Lundi 22 novembre

Le monde de Noé

Aujourd’hui, nous faisons les présentations. Notre lectio divina de ce jour plante le décor et introduit les personnages. Le héros indiscutable de cette péricope – et le sujet de presque toutes les phrases –, c’est Dieu. En face de lui, deux figures. L’une sans nom, à qui Dieu ne parle pas et sur laquelle il porte un regard de désolation : l’homme ; l’autre, porteuse d’un nom et d’une histoire, et bénéficiant de la miséricorde de Dieu : Noé.

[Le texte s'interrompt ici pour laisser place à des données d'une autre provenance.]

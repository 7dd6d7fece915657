//! Rate limit and degradation validators

use super::trait_def::Validate;
use crate::config::models::*;
use crate::core::rate_limiter::types::Tier;
use std::collections::HashSet;
use tracing::debug;

impl Validate for PolicyConfig {
    fn validate(&self) -> Result<(), String> {
        if self.limit == 0 {
            return Err("Policy limit must be greater than 0".to_string());
        }
        if self.window_seconds == 0 {
            return Err("Policy window_seconds must be greater than 0".to_string());
        }
        Ok(())
    }
}

impl Validate for RateLimitConfig {
    fn validate(&self) -> Result<(), String> {
        debug!("Validating rate limit configuration");

        if self.key_prefix.is_empty() || self.key_prefix.chars().any(char::is_whitespace) {
            return Err("Rate limit key_prefix must be non-empty without whitespace".to_string());
        }

        if self.store_timeout_ms == 0 {
            return Err("Rate limit store_timeout_ms must be greater than 0".to_string());
        }

        for tier in Tier::ALL {
            self.tier_defaults
                .get(tier)
                .validate()
                .map_err(|e| format!("Default policy for tier {}: {}", tier, e))?;
        }
        check_monotonic("tier defaults", |tier| *self.tier_defaults.get(tier))?;

        let mut seen = HashSet::new();
        for scope in &self.scopes {
            if !seen.insert(&scope.scope) {
                return Err(format!("Duplicate scope: {}", scope.scope));
            }
            for tier in Tier::ALL {
                if let Some(policy) = scope.overrides.get(tier) {
                    policy
                        .validate()
                        .map_err(|e| format!("Scope {} tier {}: {}", scope.scope, tier, e))?;
                }
            }
            check_monotonic(&scope.scope.to_string(), |tier| {
                self.effective_policy(scope, tier)
            })?;
        }

        if !seen.contains(&self.default_scope) {
            return Err(format!(
                "Default scope {} is not registered",
                self.default_scope
            ));
        }

        for route in &self.routes {
            if !route.prefix.starts_with('/') {
                return Err(format!("Route prefix must start with '/': {}", route.prefix));
            }
            if !seen.contains(&route.scope) {
                return Err(format!(
                    "Route {} refers to unregistered scope {}",
                    route.prefix, route.scope
                ));
            }
        }

        if !seen.contains(&self.websocket.scope) {
            return Err(format!(
                "WebSocket scope {} is not registered",
                self.websocket.scope
            ));
        }

        if self.websocket.close_after_violation_windows == 0 {
            return Err("close_after_violation_windows must be at least 1".to_string());
        }

        Ok(())
    }
}

/// Higher tiers must never receive a smaller limit than lower ones
fn check_monotonic<F>(context: &str, policy_for: F) -> Result<(), String>
where
    F: Fn(Tier) -> PolicyConfig,
{
    for pair in Tier::ALL.windows(2) {
        let (lower, higher) = (pair[0], pair[1]);
        let lower_limit = policy_for(lower).limit;
        let higher_limit = policy_for(higher).limit;
        if higher_limit < lower_limit {
            return Err(format!(
                "{}: tier {} limit {} is below tier {} limit {}",
                context, higher, higher_limit, lower, lower_limit
            ));
        }
    }
    Ok(())
}

impl Validate for DegradationConfig {
    fn validate(&self) -> Result<(), String> {
        if self.tick_interval_ms == 0 {
            return Err("Degradation tick_interval_ms must be greater than 0".to_string());
        }
        if self.window_ticks == 0 {
            return Err("Degradation window_ticks must be greater than 0".to_string());
        }
        if self.sustain_ticks == 0 {
            return Err("Degradation sustain_ticks must be greater than 0".to_string());
        }
        if !(self.denial_ratio_threshold > 0.0 && self.denial_ratio_threshold <= 1.0) {
            return Err("denial_ratio_threshold must be in (0, 1]".to_string());
        }
        if !(self.recovery_ratio_threshold >= 0.0
            && self.recovery_ratio_threshold < self.denial_ratio_threshold)
        {
            return Err(
                "recovery_ratio_threshold must be non-negative and below denial_ratio_threshold"
                    .to_string(),
            );
        }
        self.emergency
            .validate()
            .map_err(|e| format!("Emergency policy: {}", e))
    }
}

Noé se distingue du reste de l’humanité en ce qu’il est nommé par Dieu, c’est-à-dire en ce qu’il est entré en relation avec lui et que Dieu l’a trouvé «juste». Noé est le troisième homme, après Adam et son fils Caïn, à qui Dieu parle dans la Bible. Quant au cadre de l’histoire, c’est tout simplement «la terre», en laquelle Dieu n’arrive plus à voir que le théâtre de «la méchanceté de l’homme». Une histoire pas si lointaine que ça… Aujourd’hui, Dieu nous appelle par notre propre nom. Il veut entrer en relation avec nous. Le monde qui nous entoure et dont nous sommes ressemblerait-il par bien des aspects à celui que connaissait Noé ? Une promesse nous est faite : Dieu agira.

 

Genèse 6,5-12
[5] Le Seigneur vit que la méchanceté de l’homme était grande sur la terre et que son cœur ne formait que de mauvais desseins à longueur de journée. [6] Le Seigneur se repentit d’avoir fait l’homme sur la terre et il s’affligea dans son cœur. [7] Et le Seigneur dit : «Je vais effacer de la surface du sol les hommes que j’ai créés – et avec les hommes, les bestiaux, les bestioles et les oiseaux du ciel –, car je me repens de les avoir faits.» [8] Mais Noé avait trouvé grâce aux yeux du Seigneur. [9] Voici l’histoire de Noé : Noé était un homme juste, intègre parmi ses contemporains, et il marchait avec Dieu. [10] Noé engendra trois fils, Sem, Cham et Japhet. [11] La terre se pervertit au regard de Dieu et elle se remplit de violence. [12] Dieu vit la terre : elle était pervertie, car toute chair avait une conduite perverse sur la terre.

 

Seigneur, Maître et Créateur de toute vie, nous sommes à toi. Ton souffle nous fait vivre et ta promesse nous réjouit. Apprends-nous à nous tenir devant toi comme celui à qui tu parles et que tu appelles par son nom. Ton Fils nous a appris à te prier en te nommant «Père» ; donne-nous cette confiance des enfants qui se laissent façonner par ta Parole afin qu’en la recevant, notre cœur s’élargisse jusqu’à pouvoir devenir le lieu de l’avènement de ton Fils, Jésus, notre Sauveur, lui qui vient non pour condamner le monde mais pour le sauver. Amen.